I just have no problems with the weirdness of js. I weirdly like it. Love receiving a comment on a PR “wtf why do you do it like this? This is much easier: something_i_already_tried”.
Though modern JS is way better than what it was before, and in my opinion is evolving in a good direction. It also pays my bills, so I couldn't complain even if I wanted.
The SvelteKit + TypeScript combo is such a breeze to work with!
And compared to other languages, JavaScript scores pretty well in performance benchmarks. It has a lot more going for it than people give it credit for.
It's a slight improvement, but you're still inheriting the whole Js ecosystem, tooling, and most of the quirks of Js. There are far better languages you can use on the server, so I really don't understand the appeal of using a Js based backend.
If rapid iteration is more important than performance or cost then you can more easily have a monolithic-ish build system that creates the client and the server from a single code base, or with shared code between them.
If you are trying to upgrade frontenders to be fullstack it’s an easier entry point.
Sometimes the performance characteristics of node actually is useful for serverless since a cold start and a hot start are not very different, closer to a fixed cost just to run a script when compared to something like dotnet which has slow cold starts but fast hot starts. Which is also why it sucks for most server code but on occasion this can be a useful characteristic.
If you want to do serverside rendering with client side hydration then it can be handy to implement the display logic once and run on both the client and the server (eg server side rendering react or vue etc)
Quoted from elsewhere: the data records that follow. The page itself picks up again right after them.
//! # Domain Models
//!
//! 영속되지 않는 도메인 모델입니다.
//!
//! - [`auth`] - 요청 단위 인증 정보와 역할 요구사항
//! - [`token`] - JWT 클레임, 발급 토큰, 검증된 신원

pub mod auth;
pub mod token;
Those are a handful of decent reasons but broadly speaking agree, it’s not the best choice if you care about cost and the benefits in the specific cases above are either rare or short lived.
Except really for SSRing with client hydrarion, that’s really the slam dunk case where it’s the more often than not correct choice due to the advantages of not duplicating logic.
The real reason why I often use server side JS is that it’s just faster to write in the first instance if I need to spin something up real quick or for infrequently invoked code where performance and cost don’t really matter. Of course for anything serious it’s a bad choice.